Stored data:
━━━━━━━━━━

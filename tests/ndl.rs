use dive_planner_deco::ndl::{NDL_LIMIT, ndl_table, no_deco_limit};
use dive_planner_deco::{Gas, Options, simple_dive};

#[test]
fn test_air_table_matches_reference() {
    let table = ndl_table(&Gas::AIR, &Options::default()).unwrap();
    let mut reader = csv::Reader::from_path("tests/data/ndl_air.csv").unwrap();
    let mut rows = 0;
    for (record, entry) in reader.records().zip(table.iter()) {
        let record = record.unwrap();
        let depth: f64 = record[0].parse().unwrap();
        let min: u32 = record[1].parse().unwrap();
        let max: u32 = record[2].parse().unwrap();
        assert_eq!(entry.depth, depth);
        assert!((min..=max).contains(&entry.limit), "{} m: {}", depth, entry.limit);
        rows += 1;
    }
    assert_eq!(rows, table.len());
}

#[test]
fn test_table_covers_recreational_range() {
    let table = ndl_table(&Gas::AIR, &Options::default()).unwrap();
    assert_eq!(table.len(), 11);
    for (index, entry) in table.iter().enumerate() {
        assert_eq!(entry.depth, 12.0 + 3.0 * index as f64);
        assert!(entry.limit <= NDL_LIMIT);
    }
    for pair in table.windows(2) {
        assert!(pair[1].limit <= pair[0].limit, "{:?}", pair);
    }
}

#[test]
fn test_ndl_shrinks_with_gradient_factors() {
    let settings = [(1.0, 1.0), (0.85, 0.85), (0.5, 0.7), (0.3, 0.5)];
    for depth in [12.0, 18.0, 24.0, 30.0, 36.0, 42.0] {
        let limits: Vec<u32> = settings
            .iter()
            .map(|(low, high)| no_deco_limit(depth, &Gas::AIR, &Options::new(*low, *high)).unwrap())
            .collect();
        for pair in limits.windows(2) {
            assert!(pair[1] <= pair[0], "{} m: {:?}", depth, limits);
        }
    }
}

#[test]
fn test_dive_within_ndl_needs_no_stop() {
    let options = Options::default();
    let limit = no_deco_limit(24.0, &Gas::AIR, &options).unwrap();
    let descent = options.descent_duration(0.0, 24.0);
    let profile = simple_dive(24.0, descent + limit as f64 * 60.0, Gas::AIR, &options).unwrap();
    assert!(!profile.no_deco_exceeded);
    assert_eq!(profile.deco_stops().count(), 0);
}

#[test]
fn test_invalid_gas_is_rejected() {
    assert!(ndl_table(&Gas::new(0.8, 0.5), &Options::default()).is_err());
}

━━━━━━━━━━

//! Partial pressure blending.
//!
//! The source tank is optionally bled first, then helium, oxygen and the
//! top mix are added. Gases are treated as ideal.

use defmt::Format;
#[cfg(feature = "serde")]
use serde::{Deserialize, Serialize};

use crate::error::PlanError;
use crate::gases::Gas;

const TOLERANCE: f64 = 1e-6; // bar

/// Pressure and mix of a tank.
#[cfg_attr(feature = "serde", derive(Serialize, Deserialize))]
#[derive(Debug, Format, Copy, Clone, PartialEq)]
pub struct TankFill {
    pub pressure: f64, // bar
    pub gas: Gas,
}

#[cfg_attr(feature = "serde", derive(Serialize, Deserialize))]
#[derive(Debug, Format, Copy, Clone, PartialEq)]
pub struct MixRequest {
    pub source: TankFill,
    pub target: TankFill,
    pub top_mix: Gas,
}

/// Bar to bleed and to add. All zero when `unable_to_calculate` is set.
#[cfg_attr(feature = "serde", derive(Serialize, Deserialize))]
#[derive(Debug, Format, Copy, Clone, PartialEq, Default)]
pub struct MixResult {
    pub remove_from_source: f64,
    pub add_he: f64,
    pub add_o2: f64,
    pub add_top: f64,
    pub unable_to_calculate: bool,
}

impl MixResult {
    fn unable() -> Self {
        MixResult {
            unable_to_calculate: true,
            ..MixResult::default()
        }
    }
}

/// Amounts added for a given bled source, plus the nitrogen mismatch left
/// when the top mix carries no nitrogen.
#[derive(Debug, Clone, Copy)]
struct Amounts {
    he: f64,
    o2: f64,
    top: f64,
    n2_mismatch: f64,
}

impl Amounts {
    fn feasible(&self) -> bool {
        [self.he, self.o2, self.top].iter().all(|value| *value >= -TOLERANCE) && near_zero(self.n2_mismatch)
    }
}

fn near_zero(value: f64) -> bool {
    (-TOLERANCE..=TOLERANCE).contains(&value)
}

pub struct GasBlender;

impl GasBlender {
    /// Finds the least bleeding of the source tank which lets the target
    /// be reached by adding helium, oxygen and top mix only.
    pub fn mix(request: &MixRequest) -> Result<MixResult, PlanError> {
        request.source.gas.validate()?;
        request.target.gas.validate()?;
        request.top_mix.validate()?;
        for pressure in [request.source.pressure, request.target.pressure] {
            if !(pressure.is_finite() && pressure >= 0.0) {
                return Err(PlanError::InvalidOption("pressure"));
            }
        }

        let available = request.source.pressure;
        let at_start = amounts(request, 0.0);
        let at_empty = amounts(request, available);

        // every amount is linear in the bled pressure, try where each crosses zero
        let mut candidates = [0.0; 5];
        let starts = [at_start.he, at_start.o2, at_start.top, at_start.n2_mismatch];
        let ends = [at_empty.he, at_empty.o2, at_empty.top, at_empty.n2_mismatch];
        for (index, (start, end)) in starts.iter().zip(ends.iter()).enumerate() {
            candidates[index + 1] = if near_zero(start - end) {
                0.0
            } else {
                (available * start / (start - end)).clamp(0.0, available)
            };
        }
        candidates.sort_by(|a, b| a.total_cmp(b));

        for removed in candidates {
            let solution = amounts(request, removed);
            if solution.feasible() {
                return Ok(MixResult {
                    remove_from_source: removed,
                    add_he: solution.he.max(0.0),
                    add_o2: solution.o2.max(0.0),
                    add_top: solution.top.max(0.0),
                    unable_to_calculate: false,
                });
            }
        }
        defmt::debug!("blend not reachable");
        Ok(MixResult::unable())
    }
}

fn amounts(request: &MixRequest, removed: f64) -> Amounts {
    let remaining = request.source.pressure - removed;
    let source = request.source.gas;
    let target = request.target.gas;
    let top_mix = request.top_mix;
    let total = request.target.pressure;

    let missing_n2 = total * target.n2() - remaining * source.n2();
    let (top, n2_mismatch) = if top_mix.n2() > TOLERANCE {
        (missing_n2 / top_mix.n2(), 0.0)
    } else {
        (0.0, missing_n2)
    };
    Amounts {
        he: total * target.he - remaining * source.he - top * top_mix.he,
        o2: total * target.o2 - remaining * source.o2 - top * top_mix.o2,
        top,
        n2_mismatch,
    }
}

━━━━━━━━━━

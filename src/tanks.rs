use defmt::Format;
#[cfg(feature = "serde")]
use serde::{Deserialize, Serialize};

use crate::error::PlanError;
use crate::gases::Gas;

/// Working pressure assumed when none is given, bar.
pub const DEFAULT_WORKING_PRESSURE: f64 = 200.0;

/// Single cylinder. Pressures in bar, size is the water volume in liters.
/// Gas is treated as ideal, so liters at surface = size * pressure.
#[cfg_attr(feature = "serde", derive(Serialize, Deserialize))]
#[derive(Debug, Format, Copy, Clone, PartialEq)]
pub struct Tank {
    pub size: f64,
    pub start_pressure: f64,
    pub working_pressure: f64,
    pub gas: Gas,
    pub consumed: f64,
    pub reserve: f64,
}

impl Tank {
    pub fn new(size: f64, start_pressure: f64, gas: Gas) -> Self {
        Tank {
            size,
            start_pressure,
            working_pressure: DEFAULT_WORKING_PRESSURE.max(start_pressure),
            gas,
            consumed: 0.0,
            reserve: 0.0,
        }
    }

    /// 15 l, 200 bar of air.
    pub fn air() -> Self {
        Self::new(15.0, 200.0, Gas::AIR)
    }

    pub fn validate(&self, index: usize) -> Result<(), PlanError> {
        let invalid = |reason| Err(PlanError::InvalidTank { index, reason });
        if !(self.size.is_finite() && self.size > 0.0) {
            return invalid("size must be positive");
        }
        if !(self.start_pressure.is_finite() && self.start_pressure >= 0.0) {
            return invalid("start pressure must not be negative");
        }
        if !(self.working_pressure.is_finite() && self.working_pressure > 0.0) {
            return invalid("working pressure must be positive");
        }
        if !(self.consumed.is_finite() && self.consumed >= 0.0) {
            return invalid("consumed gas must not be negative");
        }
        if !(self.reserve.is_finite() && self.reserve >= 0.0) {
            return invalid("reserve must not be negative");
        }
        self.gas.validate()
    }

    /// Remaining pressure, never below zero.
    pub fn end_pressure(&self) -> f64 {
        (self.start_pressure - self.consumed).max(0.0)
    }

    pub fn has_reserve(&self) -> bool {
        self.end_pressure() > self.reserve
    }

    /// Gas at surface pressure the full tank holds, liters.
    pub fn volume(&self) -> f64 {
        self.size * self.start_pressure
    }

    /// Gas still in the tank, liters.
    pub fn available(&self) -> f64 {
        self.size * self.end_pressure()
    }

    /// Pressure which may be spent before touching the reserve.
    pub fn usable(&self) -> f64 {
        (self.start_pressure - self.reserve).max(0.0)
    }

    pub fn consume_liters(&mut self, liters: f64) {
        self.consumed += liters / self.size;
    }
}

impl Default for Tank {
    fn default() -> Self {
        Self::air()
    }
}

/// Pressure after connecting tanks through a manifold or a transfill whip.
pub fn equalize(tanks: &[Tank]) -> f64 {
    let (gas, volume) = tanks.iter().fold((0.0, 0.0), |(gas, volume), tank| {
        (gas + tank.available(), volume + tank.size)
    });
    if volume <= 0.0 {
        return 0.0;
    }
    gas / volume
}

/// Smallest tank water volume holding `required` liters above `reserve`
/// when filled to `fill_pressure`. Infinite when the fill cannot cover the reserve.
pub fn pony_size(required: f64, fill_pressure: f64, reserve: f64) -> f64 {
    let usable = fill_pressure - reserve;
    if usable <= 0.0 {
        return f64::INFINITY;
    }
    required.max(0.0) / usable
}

━━━━━━━━━━

In the data, how many lines include the string "tests"? Reply with only that number.

*Written answer*
2